Wednesday, May 26, 2021

Abductive Reasoning

I had not heard the term abductive reasoning before, but recognised it as my own the moment it was explained.  It is inferring the most likely answer or solution, rather than relying on deductive, mathematical-style proofs for everything. Some things do not have clear answers, or more exactly, whatever absolute answer they might have is not accessible to us.  God either exists or he doesn't, but we are unable to prove this either way.  People make their choice based on observing reality, thinking about it, and deciding which is the most likely.
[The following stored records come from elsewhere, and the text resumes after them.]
use crate::filters::FilterKind;

/// Normalized RGB triple, each channel in [0, 1]
pub type Rgb = [f32; 3];

type ColorMatrix = [[f32; 3]; 3];

/// Apply one filter stage to a pixel. `value` is the raw percentage from
/// the filter state; the result is clamped to [0, 1].
#[inline]
pub fn apply_stage(kind: FilterKind, value: f32, rgb: Rgb) -> Rgb {
    // Negative amounts are treated as zero
    let amount = value.max(0.0) / 100.0;

    let out = match kind {
        FilterKind::Brightness => rgb.map(|c| c * amount),
        FilterKind::Contrast => rgb.map(|c| (c - 0.5) * amount + 0.5),
        FilterKind::Saturation => mul(&saturate_matrix(amount), rgb),
        FilterKind::Grayscale => mul(&grayscale_matrix(amount.min(1.0)), rgb),
        FilterKind::Sepia => mul(&sepia_matrix(amount.min(1.0)), rgb),
        FilterKind::Invert => {
            let a = amount.min(1.0);
            rgb.map(|c| a * (1.0 - c) + (1.0 - a) * c)
        }
    };

    out.map(|c| c.clamp(0.0, 1.0))
}

#[inline]
fn mul(m: &ColorMatrix, [r, g, b]: Rgb) -> Rgb {
    [
        m[0][0] * r + m[0][1] * g + m[0][2] * b,
        m[1][0] * r + m[1][1] * g + m[1][2] * b,
        m[2][0] * r + m[2][1] * g + m[2][2] * b,
    ]
}

fn saturate_matrix(s: f32) -> ColorMatrix {
    [
        [0.213 + 0.787 * s, 0.715 - 0.715 * s, 0.072 - 0.072 * s],
        [0.213 - 0.213 * s, 0.715 + 0.285 * s, 0.072 - 0.072 * s],
        [0.213 - 0.213 * s, 0.715 - 0.715 * s, 0.072 + 0.928 * s],
    ]
}

fn grayscale_matrix(amount: f32) -> ColorMatrix {
    let g = 1.0 - amount;
    [
        [0.2126 + 0.7874 * g, 0.7152 - 0.7152 * g, 0.0722 - 0.0722 * g],
        [0.2126 - 0.2126 * g, 0.7152 + 0.2848 * g, 0.0722 - 0.0722 * g],
        [0.2126 - 0.2126 * g, 0.7152 - 0.7152 * g, 0.0722 + 0.9278 * g],
    ]
}

fn sepia_matrix(amount: f32) -> ColorMatrix {
    let g = 1.0 - amount;
    [
        [0.393 + 0.607 * g, 0.769 - 0.769 * g, 0.189 - 0.189 * g],
        [0.349 - 0.349 * g, 0.686 + 0.314 * g, 0.168 - 0.168 * g],
        [0.272 - 0.272 * g, 0.534 - 0.534 * g, 0.131 + 0.869 * g],
    ]
}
Much interpretation of Scripture is like this, and it is an approach CS Lewis uses often. When a formal proof is available, it should win the day, and sometimes one should be attempted just to see how far one can go. We don't know what Jesus meant by the Beatitudes, but the words have meanings and taken as a batch they seem to point in a direction.  Also, we can see some things that we can solidly conclude he did not mean. We at a much more distant point in both the first and last books of the Bible. People who try to reduce either book to proofs are the most likely to lead us astray.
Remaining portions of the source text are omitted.